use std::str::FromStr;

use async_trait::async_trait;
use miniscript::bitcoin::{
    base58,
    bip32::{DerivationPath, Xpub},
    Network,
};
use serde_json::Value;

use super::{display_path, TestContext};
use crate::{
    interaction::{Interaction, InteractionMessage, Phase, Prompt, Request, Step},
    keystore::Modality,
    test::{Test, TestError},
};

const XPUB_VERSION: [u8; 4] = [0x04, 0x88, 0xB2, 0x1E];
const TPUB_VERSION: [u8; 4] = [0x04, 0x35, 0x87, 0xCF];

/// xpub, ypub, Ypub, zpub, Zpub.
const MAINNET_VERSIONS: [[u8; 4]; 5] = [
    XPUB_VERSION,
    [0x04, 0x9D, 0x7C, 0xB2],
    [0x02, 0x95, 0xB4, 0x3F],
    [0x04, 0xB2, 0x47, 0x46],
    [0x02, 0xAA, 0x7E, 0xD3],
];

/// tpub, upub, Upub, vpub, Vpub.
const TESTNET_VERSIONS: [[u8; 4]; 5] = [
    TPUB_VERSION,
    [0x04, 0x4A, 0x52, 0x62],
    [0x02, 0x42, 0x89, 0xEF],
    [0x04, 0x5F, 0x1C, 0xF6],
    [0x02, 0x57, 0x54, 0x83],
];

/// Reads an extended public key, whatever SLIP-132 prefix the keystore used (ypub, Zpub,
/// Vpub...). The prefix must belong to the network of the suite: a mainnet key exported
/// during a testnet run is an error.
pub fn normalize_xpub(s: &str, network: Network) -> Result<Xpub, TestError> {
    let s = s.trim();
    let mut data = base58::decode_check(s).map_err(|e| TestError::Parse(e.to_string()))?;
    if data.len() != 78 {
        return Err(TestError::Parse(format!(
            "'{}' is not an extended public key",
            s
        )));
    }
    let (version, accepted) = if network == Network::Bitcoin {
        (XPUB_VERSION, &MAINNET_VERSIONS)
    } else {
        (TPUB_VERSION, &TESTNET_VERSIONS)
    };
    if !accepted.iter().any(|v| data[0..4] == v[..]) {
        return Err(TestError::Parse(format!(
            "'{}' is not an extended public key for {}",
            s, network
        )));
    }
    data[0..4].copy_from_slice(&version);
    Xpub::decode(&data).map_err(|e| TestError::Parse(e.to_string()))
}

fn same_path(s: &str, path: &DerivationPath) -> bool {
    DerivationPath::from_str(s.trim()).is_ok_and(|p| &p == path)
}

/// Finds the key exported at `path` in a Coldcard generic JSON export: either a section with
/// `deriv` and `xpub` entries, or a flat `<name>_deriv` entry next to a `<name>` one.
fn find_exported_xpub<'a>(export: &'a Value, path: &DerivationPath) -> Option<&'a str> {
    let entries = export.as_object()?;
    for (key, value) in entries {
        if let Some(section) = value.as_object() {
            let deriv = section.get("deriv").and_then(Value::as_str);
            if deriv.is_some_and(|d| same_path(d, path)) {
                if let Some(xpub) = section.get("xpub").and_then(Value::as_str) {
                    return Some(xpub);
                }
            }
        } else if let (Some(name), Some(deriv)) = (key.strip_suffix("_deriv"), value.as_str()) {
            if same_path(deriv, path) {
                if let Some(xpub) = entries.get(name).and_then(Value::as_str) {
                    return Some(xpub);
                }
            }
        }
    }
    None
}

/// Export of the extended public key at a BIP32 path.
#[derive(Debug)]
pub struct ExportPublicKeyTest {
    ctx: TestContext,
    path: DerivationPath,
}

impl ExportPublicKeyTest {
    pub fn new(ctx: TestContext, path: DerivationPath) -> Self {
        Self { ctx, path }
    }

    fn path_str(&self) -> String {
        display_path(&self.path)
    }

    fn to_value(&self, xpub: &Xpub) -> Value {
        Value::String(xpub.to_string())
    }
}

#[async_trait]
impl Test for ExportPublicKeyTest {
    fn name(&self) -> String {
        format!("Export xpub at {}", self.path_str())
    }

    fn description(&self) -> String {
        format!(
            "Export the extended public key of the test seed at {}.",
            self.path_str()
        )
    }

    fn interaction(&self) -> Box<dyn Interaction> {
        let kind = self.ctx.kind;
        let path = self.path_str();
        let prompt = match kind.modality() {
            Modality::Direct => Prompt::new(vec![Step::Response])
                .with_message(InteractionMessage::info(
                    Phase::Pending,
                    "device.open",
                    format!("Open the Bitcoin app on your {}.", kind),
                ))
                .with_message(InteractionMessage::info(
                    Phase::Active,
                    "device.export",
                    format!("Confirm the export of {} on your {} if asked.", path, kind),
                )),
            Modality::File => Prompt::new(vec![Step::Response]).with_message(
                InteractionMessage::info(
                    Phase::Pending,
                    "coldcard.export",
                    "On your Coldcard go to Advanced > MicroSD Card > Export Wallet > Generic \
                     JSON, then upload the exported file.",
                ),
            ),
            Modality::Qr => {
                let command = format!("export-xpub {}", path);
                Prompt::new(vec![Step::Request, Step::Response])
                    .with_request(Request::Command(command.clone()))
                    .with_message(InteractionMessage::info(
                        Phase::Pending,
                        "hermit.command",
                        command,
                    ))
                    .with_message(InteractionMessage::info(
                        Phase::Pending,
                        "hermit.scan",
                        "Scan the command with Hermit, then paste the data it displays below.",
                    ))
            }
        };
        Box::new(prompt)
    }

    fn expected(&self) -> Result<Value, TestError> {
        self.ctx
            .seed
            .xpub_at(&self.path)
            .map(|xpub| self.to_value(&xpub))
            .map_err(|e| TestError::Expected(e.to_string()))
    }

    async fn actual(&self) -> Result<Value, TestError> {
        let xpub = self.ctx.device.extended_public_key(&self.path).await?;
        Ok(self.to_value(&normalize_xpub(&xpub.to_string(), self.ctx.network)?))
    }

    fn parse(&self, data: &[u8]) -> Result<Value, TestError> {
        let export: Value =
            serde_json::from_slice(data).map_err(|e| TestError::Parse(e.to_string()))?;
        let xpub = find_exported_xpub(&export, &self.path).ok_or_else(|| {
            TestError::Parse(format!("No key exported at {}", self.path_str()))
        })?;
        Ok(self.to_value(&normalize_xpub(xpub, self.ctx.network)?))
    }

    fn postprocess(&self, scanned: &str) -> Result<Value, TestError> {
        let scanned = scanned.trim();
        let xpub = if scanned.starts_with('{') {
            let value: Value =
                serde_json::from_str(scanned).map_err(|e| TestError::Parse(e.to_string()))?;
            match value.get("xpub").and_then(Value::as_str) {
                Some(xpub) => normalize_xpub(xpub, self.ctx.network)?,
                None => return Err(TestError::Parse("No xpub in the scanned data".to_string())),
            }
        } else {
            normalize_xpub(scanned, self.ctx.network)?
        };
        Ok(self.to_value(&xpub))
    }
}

◆ ◆ ◆ ◆ ◆ ◆ ◆

Please copy each line of the material that has the string "TestContext" somewhere in it.

Solution for this task:
use super::{display_path, TestContext};
    ctx: TestContext,
    pub fn new(ctx: TestContext, path: DerivationPath) -> Self {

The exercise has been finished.